Set down the records that follow exactly and completely.
(GIVEN ENTRIES)
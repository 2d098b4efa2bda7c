//! Result reporting.
//!
//! Human-readable stdout lines, one per counter slot per core, plus an
//! optional JSON report for regression tracking.

use std::fs::File;
use std::io::{self, BufWriter, Write};
use std::path::Path;
use std::time::{SystemTime, UNIX_EPOCH};

use serde::Serialize;

use crate::error::Error;
use crate::worker::CoreReport;

/// Write the per-slot metric lines for one core:
/// `CPU <id> done <ops> <op>s in <value> <unit>, <avg> <unit>/<op>`.
pub fn print_report(out: &mut impl Write, report: &CoreReport) -> io::Result<()> {
    let ops = report.ops().max(1);
    for delta in &report.deltas {
        writeln!(
            out,
            "CPU {} done {} {}s in {} {}, {} {}/{}",
            report.core,
            report.ops(),
            report.op,
            delta.value,
            delta.unit,
            delta.value / ops,
            delta.unit,
            report.op,
        )?;
    }
    Ok(())
}

/// Machine-readable run summary.
#[derive(Debug, Serialize)]
pub struct JsonReport<'a> {
    pub version: &'static str,
    pub generated_at_unix: u64,
    pub workload: &'a str,
    pub rounds: u64,
    pub results: &'a [CoreReport],
}

impl<'a> JsonReport<'a> {
    pub fn new(workload: &'a str, rounds: u64, results: &'a [CoreReport]) -> Self {
        Self {
            version: env!("CARGO_PKG_VERSION"),
            generated_at_unix: SystemTime::now()
                .duration_since(UNIX_EPOCH)
                .map(|d| d.as_secs())
                .unwrap_or(0),
            workload,
            rounds,
            results,
        }
    }
}

pub fn write_json_report(path: &Path, report: &JsonReport) -> Result<(), Error> {
    let file = File::create(path)?;
    let mut writer = BufWriter::new(file);
    serde_json::to_writer_pretty(&mut writer, report)?;
    writer.flush()?;
    Ok(())
}

#[cfg(test)]
mod tests {
    use super::*;
    use crate::worker::SlotDelta;

    fn sample_report() -> CoreReport {
        CoreReport {
            core: 3,
            rounds: 300_000,
            factor: 2,
            op: "IPC",
            deltas: vec![SlotDelta {
                unit: "cpu-cycles",
                value: 1_200_000,
            }],
        }
    }

    #[test]
    fn line_format_matches_contract() {
        let mut buf = Vec::new();
        print_report(&mut buf, &sample_report()).unwrap();
        assert_eq!(
            String::from_utf8(buf).unwrap(),
            "CPU 3 done 600000 IPCs in 1200000 cpu-cycles, 2 cpu-cycles/IPC\n"
        );
    }

    #[test]
    fn one_line_per_slot() {
        let mut report = sample_report();
        report.deltas.push(SlotDelta {
            unit: "ns",
            value: 400_000,
        });
        let mut buf = Vec::new();
        print_report(&mut buf, &report).unwrap();
        assert_eq!(String::from_utf8(buf).unwrap().lines().count(), 2);
    }

    #[test]
    fn zero_round_report_does_not_divide_by_zero() {
        let mut report = sample_report();
        report.rounds = 0;
        let mut buf = Vec::new();
        print_report(&mut buf, &report).unwrap();
    }

    #[test]
    fn json_report_serializes() {
        let results = vec![sample_report()];
        let json =
            serde_json::to_string(&JsonReport::new("ipc", 300_000, &results)).unwrap();
        assert!(json.contains("\"results\""));
        assert!(json.contains("\"cpu-cycles\""));
    }
}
(End GIVEN ENTRIES)
* EXPECTED OUTPUT
repository 2d098b4efa2bda7c
//! Result reporting.
//!
//! Human-readable stdout lines, one per counter slot per core, plus an
//! optional JSON report for regression tracking.

use std::fs::File;
use std::io::{self, BufWriter, Write};
use std::path::Path;
use std::time::{SystemTime, UNIX_EPOCH};

use serde::Serialize;

use crate::error::Error;
use crate::worker::CoreReport;

/// Write the per-slot metric lines for one core:
/// `CPU <id> done <ops> <op>s in <value> <unit>, <avg> <unit>/<op>`.
pub fn print_report(out: &mut impl Write, report: &CoreReport) -> io::Result<()> {
    let ops = report.ops().max(1);
    for delta in &report.deltas {
        writeln!(
            out,
            "CPU {} done {} {}s in {} {}, {} {}/{}",
            report.core,
            report.ops(),
            report.op,
            delta.value,
            delta.unit,
            delta.value / ops,
            delta.unit,
            report.op,
        )?;
    }
    Ok(())
}

/// Machine-readable run summary.
#[derive(Debug, Serialize)]
pub struct JsonReport<'a> {
    pub version: &'static str,
    pub generated_at_unix: u64,
    pub workload: &'a str,
    pub rounds: u64,
    pub results: &'a [CoreReport],
}

impl<'a> JsonReport<'a> {
    pub fn new(workload: &'a str, rounds: u64, results: &'a [CoreReport]) -> Self {
        Self {
            version: env!("CARGO_PKG_VERSION"),
            generated_at_unix: SystemTime::now()
                .duration_since(UNIX_EPOCH)
                .map(|d| d.as_secs())
                .unwrap_or(0),
            workload,
            rounds,
            results,
        }
    }
}

pub fn write_json_report(path: &Path, report: &JsonReport) -> Result<(), Error> {
    let file = File::create(path)?;
    let mut writer = BufWriter::new(file);
    serde_json::to_writer_pretty(&mut writer, report)?;
    writer.flush()?;
    Ok(())
}

#[cfg(test)]
mod tests {
    use super::*;
    use crate::worker::SlotDelta;

    fn sample_report() -> CoreReport {
        CoreReport {
            core: 3,
            rounds: 300_000,
            factor: 2,
            op: "IPC",
            deltas: vec![SlotDelta {
                unit: "cpu-cycles",
                value: 1_200_000,
            }],
        }
    }

    #[test]
    fn line_format_matches_contract() {
        let mut buf = Vec::new();
        print_report(&mut buf, &sample_report()).unwrap();
        assert_eq!(
            String::from_utf8(buf).unwrap(),
            "CPU 3 done 600000 IPCs in 1200000 cpu-cycles, 2 cpu-cycles/IPC\n"
        );
    }

    #[test]
    fn one_line_per_slot() {
        let mut report = sample_report();
        report.deltas.push(SlotDelta {
            unit: "ns",
            value: 400_000,
        });
        let mut buf = Vec::new();
        print_report(&mut buf, &report).unwrap();
        assert_eq!(String::from_utf8(buf).unwrap().lines().count(), 2);
    }

    #[test]
    fn zero_round_report_does_not_divide_by_zero() {
        let mut report = sample_report();
        report.rounds = 0;
        let mut buf = Vec::new();
        print_report(&mut buf, &report).unwrap();
    }

    #[test]
    fn json_report_serializes() {
        let results = vec![sample_report()];
        let json =
            serde_json::to_string(&JsonReport::new("ipc", 300_000, &results)).unwrap();
        assert!(json.contains("\"results\""));
        assert!(json.contains("\"cpu-cycles\""));
    }
}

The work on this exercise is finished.